Well, here’s a shocker: apparently, there appears to be a difference between internal drug company documents about the research trials that they fund, and the articles reporting that research that end up in medical journals. The New England Journal of Medicine calls this ‘selective outcome reporting’, but for the sake of clarity, let’s just call it ‘lying’.
At first blush, the process of getting drug research results published seems straightforward enough. Since 2005, the International Committee of Medical Journal Editors has even required all research investigators to register their clinical trials prior to participant enrollment as a pre-condition for publishing the trial’s findings in member journals.

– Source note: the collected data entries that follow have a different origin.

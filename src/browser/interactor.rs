use crate::config::Config;
use crate::error::ElementError;
use crate::flow::selectors::Selectors;
use fantoccini::elements::Element;
use fantoccini::{Client, Locator};
use std::time::Duration;
use tokio::time::{sleep, Instant};

const POLL_INTERVAL: Duration = Duration::from_millis(200);

/// Forced click: the SPA disables buttons mid-transition and renders some
/// targets off-screen, so a plain WebDriver click is not reliable.
const JS_FORCE_CLICK: &str = r#"
    const button = arguments[0];
    if (button) {
        if (button.scrollIntoViewIfNeeded) {
            button.scrollIntoViewIfNeeded();
        }
        if (button.scrollIntoView) {
            button.scrollIntoView(true);
        }
        button.disabled = false;
        if (button.click) {
            button.click();
        }
    }
"#;

/// Angular reactive forms only pick up values announced through input and
/// change events; setting .value alone is invisible to them.
const JS_SET_VALUE: &str = r#"
    const element = arguments[0];
    if (element) {
        if (element.scrollIntoView) {
            element.scrollIntoView(true);
        }
        if (element.focus) {
            element.focus();
        }
        element.value = '';
        element.dispatchEvent(new Event('input'));
        element.value = arguments[1];
        element.dispatchEvent(new Event('input'));
        element.dispatchEvent(new Event('change'));
        if (element.blur) {
            element.blur();
        }
    }
"#;

/// ng-select opens its panel on an Enter keydown on the host element.
const JS_OPEN_SELECT: &str = r#"
    const select = arguments[0];
    const event = new KeyboardEvent("keydown", {
        key: 'Enter',
        code: 'Enter',
        keyCode: 13,
        charCode: 13,
        which: 13,
        bubbles: true
    });
    if (select) {
        select.dispatchEvent(event);
    }
"#;

const JS_APPEND_CHAR: &str = r#"
    const inputElement = arguments[0];
    const char = arguments[1];
    inputElement.value += char;
    inputElement.dispatchEvent(new Event('input', { bubbles: true }));
"#;

/// Robust primitives over the interactive target. No business logic lives
/// here: a missing element is reported as Ok(false)/Ok(None) and the caller
/// decides whether that is fatal.
pub struct Interactor {
    client: Client,
    task_id: String,
    type_delay: Duration,
    dropdown_timeout: Duration,
}

impl Interactor {
    pub fn new(client: Client, config: &Config, task_id: impl Into<String>) -> Self {
        Self {
            client,
            task_id: task_id.into(),
            type_delay: Duration::from_millis(config.type_delay_ms),
            dropdown_timeout: Duration::from_millis(config.dropdown_timeout_ms),
        }
    }

    pub fn client(&self) -> &Client {
        &self.client
    }

    /// Waits for an element to be present, polling up to the timeout.
    /// Absence after the timeout is Ok(None); only a dead session errors.
    pub async fn check_element(
        &self,
        descriptor: &str,
        xpath: &str,
        timeout: Duration,
    ) -> Result<Option<Element>, ElementError> {
        let deadline = Instant::now() + timeout;
        loop {
            match self.client.find(Locator::XPath(xpath)).await {
                Ok(elem) => return Ok(Some(elem)),
                Err(e) if e.is_no_such_element() => {
                    if Instant::now() >= deadline {
                        tracing::debug!(
                            "TID: {} | Element Activity | Description: {} | not present within {:?}",
                            self.task_id,
                            descriptor,
                            timeout
                        );
                        return Ok(None);
                    }
                    sleep(POLL_INTERVAL).await;
                }
                Err(e) => return Err(e.into()),
            }
        }
    }

    /// Clicks the element located by xpath. Missing element is Ok(false).
    pub async fn click(
        &self,
        descriptor: &str,
        xpath: &str,
        timeout: Duration,
    ) -> Result<bool, ElementError> {
        let Some(button) = self.check_element(descriptor, xpath, timeout).await? else {
            tracing::warn!(
                "TID: {} | Button Activity | Description: {} | not found",
                self.task_id,
                descriptor
            );
            return Ok(false);
        };

        self.client
            .execute(JS_FORCE_CLICK, vec![serde_json::to_value(&button)?])
            .await?;

        tracing::debug!(
            "TID: {} | Button Activity | Description: {} | clicked",
            self.task_id,
            descriptor
        );
        sleep(Duration::from_millis(500)).await;
        Ok(true)
    }

    /// Fills a text input through JS value assignment plus the event storm
    /// the reactive form expects. Missing element is Ok(false).
    pub async fn enter_text(
        &self,
        descriptor: &str,
        xpath: &str,
        value: &str,
    ) -> Result<bool, ElementError> {
        let Some(element) = self
            .check_element(descriptor, xpath, Duration::from_secs(5))
            .await?
        else {
            tracing::warn!(
                "TID: {} | Input Activity | Description: {} | not found",
                self.task_id,
                descriptor
            );
            return Ok(false);
        };

        self.client
            .execute(
                JS_SET_VALUE,
                vec![
                    serde_json::to_value(&element)?,
                    serde_json::Value::String(value.to_string()),
                ],
            )
            .await?;

        tracing::debug!(
            "TID: {} | Input Activity | Description: {} | filled",
            self.task_id,
            descriptor
        );
        sleep(Duration::from_millis(500)).await;
        Ok(true)
    }

    /// Simulates character-by-character typing into an already-located
    /// input, so type-ahead widgets see each keystroke.
    pub async fn type_chars(&self, element: &Element, text: &str) -> Result<(), ElementError> {
        for ch in text.chars() {
            self.client
                .execute(
                    JS_APPEND_CHAR,
                    vec![
                        serde_json::to_value(element)?,
                        serde_json::Value::String(ch.to_string()),
                    ],
                )
                .await?;
            sleep(self.type_delay).await;
        }
        sleep(Duration::from_millis(500)).await;
        Ok(())
    }

    /// Selects an option from an ng-select by exact label, falling back to
    /// the first rendered option when the exact label is not offered.
    pub async fn select(
        &self,
        parent_descriptor: &str,
        parent_label: &str,
        option_label: &str,
    ) -> Result<bool, ElementError> {
        let parent_xpath = Selectors::ng_select(parent_label);
        let Some(parent) = self
            .check_element(parent_descriptor, &parent_xpath, Duration::from_secs(8))
            .await?
        else {
            tracing::warn!(
                "TID: {} | Select Activity | Description: {} | control not found",
                self.task_id,
                parent_descriptor
            );
            return Ok(false);
        };

        self.open_select(&parent).await?;

        if self
            .check_element(
                "dropdown panel",
                &Selectors::ng_options(&parent_xpath),
                self.dropdown_timeout,
            )
            .await?
            .is_none()
        {
            tracing::warn!(
                "TID: {} | Select Activity | Description: {} | panel never rendered",
                self.task_id,
                parent_descriptor
            );
            return Ok(false);
        }

        let exact_xpath = Selectors::ng_option_exact(&parent_xpath, option_label);
        if self
            .check_element(option_label, &exact_xpath, Duration::from_secs(5))
            .await?
            .is_some()
        {
            self.click(option_label, &exact_xpath, Duration::from_secs(5))
                .await
        } else {
            tracing::debug!(
                "TID: {} | Select Activity | '{}' not offered, taking first option",
                self.task_id,
                option_label
            );
            self.click(
                "first available option",
                &Selectors::ng_option_first(&parent_xpath),
                Duration::from_secs(5),
            )
            .await
        }
    }

    /// Free-text dropdown selection. Types the query character by character
    /// and clicks the first option whose visible text contains it
    /// (case-insensitive); falls back to the first rendered option. The
    /// remote UI sometimes offers no exact match for normalized input
    /// (city-name variants), hence the three tiers.
    pub async fn select_with_query(
        &self,
        parent_descriptor: &str,
        parent_label: &str,
        query: &str,
    ) -> Result<bool, ElementError> {
        let parent_xpath = Selectors::ng_select(parent_label);
        let Some(parent) = self
            .check_element(parent_descriptor, &parent_xpath, Duration::from_secs(9))
            .await?
        else {
            tracing::warn!(
                "TID: {} | Select&Input Activity | Description: {} | control not found",
                self.task_id,
                parent_descriptor
            );
            return Ok(false);
        };

        self.open_select(&parent).await?;

        let input_xpath = Selectors::ng_select_input(&parent_xpath);
        let Some(input) = self
            .check_element(
                &format!("{} input element", parent_descriptor),
                &input_xpath,
                Duration::from_secs(10),
            )
            .await?
        else {
            return Ok(false);
        };

        let query = query.to_lowercase();
        self.type_chars(&input, &query).await?;

        if self
            .check_element(
                "filtered dropdown panel",
                &Selectors::ng_options(&parent_xpath),
                self.dropdown_timeout,
            )
            .await?
            .is_none()
        {
            tracing::warn!(
                "TID: {} | Select&Input Activity | Description: {} | no suggestions for '{}'",
                self.task_id,
                parent_descriptor,
                query
            );
            return Ok(false);
        }

        let contains_xpath = Selectors::ng_option_contains(&parent_xpath, &query);
        if self
            .check_element(&query, &contains_xpath, Duration::from_secs(5))
            .await?
            .is_some()
        {
            self.click(
                &format!("{} option matching '{}'", parent_descriptor, query),
                &contains_xpath,
                Duration::from_secs(5),
            )
            .await
        } else {
            self.click(
                &format!("first option of {}", parent_descriptor),
                &Selectors::ng_option_first(&parent_xpath),
                Duration::from_secs(5),
            )
            .await
        }
    }

    /// Best-effort text read; None when the element is absent.
    pub async fn read_text(
        &self,
        descriptor: &str,
        xpath: &str,
        timeout: Duration,
    ) -> Result<Option<String>, ElementError> {
        match self.check_element(descriptor, xpath, timeout).await? {
            Some(elem) => Ok(Some(elem.text().await?)),
            None => Ok(None),
        }
    }

    pub async fn execute(
        &self,
        script: &str,
        args: Vec<serde_json::Value>,
    ) -> Result<serde_json::Value, ElementError> {
        Ok(self.client.execute(script, args).await?)
    }

    async fn open_select(&self, parent: &Element) -> Result<(), ElementError> {
        self.client
            .execute(JS_OPEN_SELECT, vec![serde_json::to_value(parent)?])
            .await?;
        sleep(Duration::from_millis(500)).await;
        Ok(())
    }
}
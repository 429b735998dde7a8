pub mod address;
pub mod browser;
pub mod captcha;
pub mod config;
pub mod error;
pub mod flow;
pub mod models;
pub mod report;
pub mod scheduler;
pub mod utils;
pub mod driver;
pub mod interactor;
pub mod lifecycle;

pub use interactor::Interactor;
pub use lifecycle::{ManagedSession, SessionHandle, SessionLifecycle};
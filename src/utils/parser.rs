use regex::Regex;
use rust_decimal::Decimal;
use std::str::FromStr;

/// Strips the localized price labels and currency decoration from a quote
/// card and normalizes the Italian number format.
/// Examples: "Prezzo Scontato\n1.234,56 €" -> "1234.56", "890,00 €" -> "890.00"
pub fn normalize_price_text(text: &str) -> String {
    // The label regexes are static patterns, compile cannot fail.
    let labels = Regex::new(r"(?i)Prezzo\s+(Scontato|ufficiale)\s*").unwrap();
    let cleaned = labels.replace_all(text, "");

    cleaned
        .replace('.', "")
        .replace(',', ".")
        .replace('€', "")
        .trim()
        .to_string()
}

pub fn parse_eur_price(text: &str) -> Result<Decimal, String> {
    if text.trim().is_empty() {
        return Err("empty price text".to_string());
    }

    let normalized = normalize_price_text(text);

    Decimal::from_str(&normalized)
        .map_err(|e| format!("price could not be parsed from '{}': {}", text, e))
}

#[cfg(test)]
mod tests {
    use super::*;
    use rust_decimal::Decimal;
    use std::str::FromStr;

    fn dec(s: &str) -> Decimal {
        Decimal::from_str(s).unwrap()
    }

    #[test]
    fn test_parse_italian_format() {
        assert_eq!(parse_eur_price("1.234,56 €").unwrap(), dec("1234.56"));
        assert_eq!(parse_eur_price("890,00 €").unwrap(), dec("890.00"));
        assert_eq!(parse_eur_price("12.345,00 €").unwrap(), dec("12345.00"));
    }

    #[test]
    fn test_parse_strips_labels() {
        assert_eq!(
            parse_eur_price("Prezzo Scontato\n1.234,56 €").unwrap(),
            dec("1234.56")
        );
        assert_eq!(
            parse_eur_price("Prezzo ufficiale 456,78 €").unwrap(),
            dec("456.78")
        );
    }

    #[test]
    fn test_parse_plain_number() {
        assert_eq!(parse_eur_price("456,78").unwrap(), dec("456.78"));
    }

    #[test]
    fn test_parse_errors() {
        assert!(parse_eur_price("").is_err());
        assert!(parse_eur_price("gratis").is_err());
    }
}
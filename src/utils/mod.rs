pub mod mask;
pub mod parser;

pub use mask::mask_sensitive;
pub use parser::{normalize_price_text, parse_eur_price};
use crate::browser::driver::create_webdriver_client;
use crate::config::Config;
use crate::error::ScrapeError;
use async_trait::async_trait;
use fantoccini::error::CmdError;
use fantoccini::Client;
use serde_json::Value;
use std::sync::Arc;
use std::time::Duration;
use tokio::time::sleep;

const EGRESS_CHECK_URL: &str = "http://ip-api.com/json";
const READY_STATE_SCRIPT: &str = "return document.readyState === 'complete';";

/// The part of a browser session the handle manages: its teardown.
#[async_trait]
pub trait ManagedSession: Send {
    async fn shutdown(self) -> Result<(), CmdError>;
}

#[async_trait]
impl ManagedSession for Client {
    async fn shutdown(self) -> Result<(), CmdError> {
        self.close().await
    }
}

/// An exclusively owned browser session. Close is idempotent so every exit
/// path of the task runner can call it without double-teardown.
pub struct SessionHandle<C: ManagedSession = Client> {
    client: Option<C>,
    task_id: String,
}

impl<C: ManagedSession> SessionHandle<C> {
    pub fn new(client: C, task_id: impl Into<String>) -> Self {
        Self {
            client: Some(client),
            task_id: task_id.into(),
        }
    }

    pub fn client(&self) -> Option<&C> {
        self.client.as_ref()
    }

    pub async fn close(&mut self) {
        if let Some(client) = self.client.take() {
            if let Err(e) = client.shutdown().await {
                tracing::warn!("TID: {} | ⚠️ Browser session close failed: {}", self.task_id, e);
            } else {
                tracing::info!("TID: {} | 🔒 Browser session closed", self.task_id);
            }
        }
    }
}

impl<C: ManagedSession> Drop for SessionHandle<C> {
    fn drop(&mut self) {
        if self.client.is_some() {
            tracing::warn!(
                "TID: {} | ⚠️ Session handle dropped while still open; WebDriver session leaked",
                self.task_id
            );
        }
    }
}

/// The country field of an ip-api.com lookup.
pub fn egress_country(body: &Value) -> String {
    body.get("countryCode")
        .and_then(Value::as_str)
        .unwrap_or("")
        .to_string()
}

/// The target only serves Italian traffic, so any egress is gated on IT.
pub fn check_egress_country(country: &str) -> Result<(), ScrapeError> {
    if country.eq_ignore_ascii_case("it") {
        Ok(())
    } else {
        Err(ScrapeError::ProxyCountry(country.to_string()))
    }
}

/// Owns session establishment: egress country verification, browser
/// startup and the entry-page load with retries.
pub struct SessionLifecycle {
    config: Arc<Config>,
}

impl SessionLifecycle {
    pub fn new(config: Arc<Config>) -> Self {
        Self { config }
    }

    /// Verifies that the egress IP is Italian before spending a browser
    /// session. The lookup runs through the proxy when one applies and
    /// directly otherwise; both must land in IT. Returns the proxy url to
    /// hand to the browser, or None when no proxy is in play.
    pub async fn check_egress(
        &self,
        task_id: &str,
        task_proxy: Option<&str>,
    ) -> Result<Option<String>, ScrapeError> {
        let proxy_url = self.config.proxy_url(task_proxy);

        let mut builder = reqwest::Client::builder().timeout(Duration::from_secs(5));
        if let Some(ref proxy) = proxy_url {
            builder = builder.proxy(
                reqwest::Proxy::all(proxy)
                    .map_err(|e| ScrapeError::Internal(format!("invalid proxy url: {}", e)))?,
            );
        } else {
            tracing::debug!("TID: {} | No proxy configured, checking direct egress", task_id);
        }
        let client = builder
            .build()
            .map_err(|e| ScrapeError::Internal(format!("egress client build failed: {}", e)))?;

        let body: Value = client.get(EGRESS_CHECK_URL).send().await?.json().await?;
        let country = egress_country(&body);

        if let Err(e) = check_egress_country(&country) {
            tracing::warn!(
                "TID: {} | 🌍 Egress country is '{}', expected IT",
                task_id,
                country
            );
            return Err(e);
        }

        tracing::info!(
            "TID: {} | 🌍 Egress verified (IT{})",
            task_id,
            if proxy_url.is_some() { ", proxied" } else { "" }
        );
        Ok(proxy_url)
    }

    /// Starts a browser session and loads the entry page, retrying the load
    /// until document.readyState reports complete. The session is torn down
    /// before returning an error so a failed start never leaks a browser.
    pub async fn start(
        &self,
        task_id: &str,
        proxy_url: Option<&str>,
    ) -> Result<SessionHandle, ScrapeError> {
        let client = create_webdriver_client(&self.config, proxy_url).await?;
        tracing::info!("TID: {} | 🚀 Browser session established", task_id);

        let mut handle = SessionHandle::new(client, task_id);

        match self.load_entry_page(task_id, &handle).await {
            Ok(()) => Ok(handle),
            Err(e) => {
                handle.close().await;
                Err(e)
            }
        }
    }

    async fn load_entry_page(
        &self,
        task_id: &str,
        handle: &SessionHandle,
    ) -> Result<(), ScrapeError> {
        let client = handle
            .client()
            .ok_or_else(|| ScrapeError::Internal("session already closed".to_string()))?;

        for attempt in 1..=self.config.page_load_retries {
            tracing::info!(
                "TID: {} | 🌐 Loading entry page (attempt {}/{})",
                task_id,
                attempt,
                self.config.page_load_retries
            );

            if let Err(e) = client.goto(&self.config.target_url).await {
                tracing::warn!("TID: {} | ⚠️ Navigation failed: {}", task_id, e);
                sleep(Duration::from_secs(2)).await;
                continue;
            }

            if self.wait_document_ready(client).await? {
                tracing::info!("TID: {} | ✅ Entry page ready", task_id);
                return Ok(());
            }

            tracing::warn!("TID: {} | ⚠️ Page never reached readyState complete", task_id);
        }

        Err(ScrapeError::PageLoad(format!(
            "entry page failed to load after {} attempts",
            self.config.page_load_retries
        )))
    }

    async fn wait_document_ready(&self, client: &Client) -> Result<bool, ScrapeError> {
        for _ in 0..30 {
            let ready = client.execute(READY_STATE_SCRIPT, vec![]).await?;
            if ready.as_bool().unwrap_or(false) {
                return Ok(true);
            }
            sleep(Duration::from_millis(500)).await;
        }
        Ok(false)
    }
}

#[cfg(test)]
mod tests {
    use super::*;
    use crate::error::FailureReason;
    use serde_json::json;
    use std::sync::atomic::{AtomicUsize, Ordering};

    struct CountingSession(Arc<AtomicUsize>);

    #[async_trait]
    impl ManagedSession for CountingSession {
        async fn shutdown(self) -> Result<(), CmdError> {
            self.0.fetch_add(1, Ordering::SeqCst);
            Ok(())
        }
    }

    async fn flow_stub(fail: bool) -> Result<(), ScrapeError> {
        if fail {
            return Err(ScrapeError::PreRegistration);
        }
        Ok(())
    }

    /// Mirrors the runner's shape: a flow that may fail, with close called
    /// both on the error branch and on the common tail.
    async fn run_with_teardown(fail: bool) -> usize {
        let shutdowns = Arc::new(AtomicUsize::new(0));
        let mut handle = SessionHandle::new(CountingSession(Arc::clone(&shutdowns)), "test");

        if flow_stub(fail).await.is_err() {
            handle.close().await;
        }
        handle.close().await;

        shutdowns.load(Ordering::SeqCst)
    }

    #[tokio::test]
    async fn test_teardown_runs_exactly_once_on_success() {
        assert_eq!(run_with_teardown(false).await, 1);
    }

    #[tokio::test]
    async fn test_teardown_runs_exactly_once_when_flow_fails() {
        assert_eq!(run_with_teardown(true).await, 1);
    }

    #[tokio::test]
    async fn test_close_is_idempotent() {
        let shutdowns = Arc::new(AtomicUsize::new(0));
        let mut handle = SessionHandle::new(CountingSession(Arc::clone(&shutdowns)), "test");

        handle.close().await;
        handle.close().await;
        handle.close().await;

        assert_eq!(shutdowns.load(Ordering::SeqCst), 1);
        assert!(handle.client().is_none());
    }

    #[test]
    fn test_egress_country_parse() {
        assert_eq!(egress_country(&json!({"countryCode": "IT"})), "IT");
        assert_eq!(egress_country(&json!({"countryCode": "DE"})), "DE");
        assert_eq!(egress_country(&json!({})), "");
    }

    #[test]
    fn test_egress_gate_requires_italy() {
        assert!(check_egress_country("IT").is_ok());
        assert!(check_egress_country("it").is_ok());

        let err = check_egress_country("DE").unwrap_err();
        assert_eq!(err.reason(), FailureReason::ProxyCountry);
        assert!(check_egress_country("").is_err());
    }
}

So in a nutshell, researchers set out to run clinical trials, as they are legally required to do, on a particular drug. They have some specific purpose in mind before undertaking this research. Will this drug ease pain? Reduce inflammation? Lower blood pressure? Treat cancer? That’s the primary outcome of the clinical trial they have in mind, which must be registered before they even begin recruiting people to participate in this study if they want to later submit their findings to a medical journal. Which of course they do.
In a study published today in the NEJM, researchers examined practices for clinical trials of a drug called gabapentin, better known by its brand name Neurontin, an epilepsy drug which was approved in late 1993 for use as an adjunctive medication to control partial seizures (meaning that it’s considered effective when added to other anti-seizure drugs). The research trials for this drug were all funded by Pfizer and Warner-Lambert’s sudsidiary drug company, Parke-Davis.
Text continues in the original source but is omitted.